"It controls what people see. It creates mechanisms for how people interact. It's been great, but spying, blocking sites, repurposing people's content, taking you to the wrong websites completely undermines the spirit of helping people create," he said.Berners-Lee is working with a group of Internet activists on ways to re-decentralising the internet, a project that aims to give individuals more control and ensure better privacy and security.
"The problem is the dominance of one search engine, one big social network, one Twitter for microblogging."
In particular, he points out that companies like Facebook now have so much power that they can control somebody's view of the planet.
"It will decide which friends' posts and which news articles a person sees, and we realise that we're talking about one big corporation suddenly having complete control over somebody's view of the planet on which they live.
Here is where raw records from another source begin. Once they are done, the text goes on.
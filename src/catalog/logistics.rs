// src/catalog/logistics.rs
//
// Logistics: fleet listing, vehicle records, positions and dispatch.

use std::fmt::Display;

use serde::{Deserialize, Serialize};
use serde_json::{json, Value};

use super::query::Query;
use super::send_json;
use crate::error::ApiResult;
use crate::integrations::backend::{Method, RequestDispatcher};

/// Body of a position report.
#[derive(Debug, Clone, Copy, PartialEq, Serialize, Deserialize)]
pub struct PositionUpdate {
    pub lat: f64,
    pub lon: f64,
}

pub struct LogisticsApi<'a> {
    dispatcher: &'a RequestDispatcher,
}

impl<'a> LogisticsApi<'a> {
    pub fn new(dispatcher: &'a RequestDispatcher) -> Self {
        Self { dispatcher }
    }

    /// Vehicles filtered by status and/or type. With neither filter the
    /// request carries no query string at all.
    pub async fn get_vehicles(
        &self,
        status: Option<&str>,
        vehicle_type: Option<&str>,
    ) -> ApiResult<Value> {
        let endpoint = Query::new()
            .optional("status", status)
            .optional("type", vehicle_type)
            .append_to("/logistics/vehicles/");
        self.dispatcher.get(&endpoint).await
    }

    pub async fn get_vehicle(&self, vehicle_id: impl Display) -> ApiResult<Value> {
        self.dispatcher
            .get(&format!("/logistics/vehicles/{}/", vehicle_id))
            .await
    }

    pub async fn create_vehicle<T>(&self, data: &T) -> ApiResult<Value>
    where
        T: Serialize + ?Sized,
    {
        send_json(self.dispatcher, "/logistics/vehicles/", Method::Post, data).await
    }

    /// Full replacement of a vehicle record.
    pub async fn update_vehicle<T>(&self, vehicle_id: impl Display, data: &T) -> ApiResult<Value>
    where
        T: Serialize + ?Sized,
    {
        let endpoint = format!("/logistics/vehicles/{}/", vehicle_id);
        send_json(self.dispatcher, &endpoint, Method::Put, data).await
    }

    pub async fn update_vehicle_position(
        &self,
        vehicle_id: impl Display,
        lat: f64,
        lon: f64,
    ) -> ApiResult<Value> {
        let endpoint = format!("/logistics/vehicles/{}/position/", vehicle_id);
        send_json(self.dispatcher, &endpoint, Method::Put, &PositionUpdate { lat, lon }).await
    }

    pub async fn dispatch_vehicle(
        &self,
        vehicle_id: impl Display,
        destination: &str,
    ) -> ApiResult<Value> {
        let endpoint = format!("/logistics/vehicles/{}/dispatch/", vehicle_id);
        send_json(
            self.dispatcher,
            &endpoint,
            Method::Post,
            &json!({ "destination": destination }),
        )
        .await
    }
}
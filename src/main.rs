// src/main.rs
//
// Connectivity check: runs one probe per resource group against the
// configured backend and reports the results.

use std::process::ExitCode;
use std::sync::Arc;

use anyhow::Context;

use civilshield::application::AppState;
use civilshield::config::{ApiConfig, NotificationConfig};
use civilshield::logging::init_logging;
use civilshield::notifications::TerminalSurface;

#[tokio::main]
async fn main() -> anyhow::Result<ExitCode> {
    // 1. DIAGNOSTICS
    init_logging().context("failed to install log subscriber")?;

    // 2. CONFIGURATION
    let config = ApiConfig::from_env().context("invalid backend configuration")?;

    // 3. APPLICATION STATE
    let state = AppState::connect(
        config,
        Arc::new(TerminalSurface::stdout()),
        NotificationConfig::default(),
    )
    .context("failed to build HTTP client")?;

    println!("Testing API connection: {}\n", state.dispatcher.base_url());

    // 4. PROBES
    let report = state.connectivity.run_all().await;

    for result in &report.results {
        println!("{}", result);
    }

    println!(
        "\n{}/{} checks passed",
        report.passed_count(),
        report.results.len()
    );

    if report.all_passed() {
        state.notifications.success("Backend reachable");
        Ok(ExitCode::SUCCESS)
    } else {
        for failure in report.failures() {
            state.notifications.error(failure.to_string());
        }
        Ok(ExitCode::FAILURE)
    }
}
It's a constant battle and we are very close to it all the time."Last month there was quite a ruckus as former Facebook workers confessed colleagues at the social network routinely suppresses conservative and right-wing news:
“Depending on who was on shift, things would be blacklisted or trending,” said the former curator. This individual asked to remain anonymous, citing fear of retribution from the company. The former curator is politically conservative, one of a very small handful of curators with such views on the trending team. “I’d come on shift and I’d discover that CPAC or Mitt Romney or Glenn Beck or popular conservative topics wouldn’t be trending because either the curator didn’t recognize the news topic or it was like they had a bias against Ted Cruz.”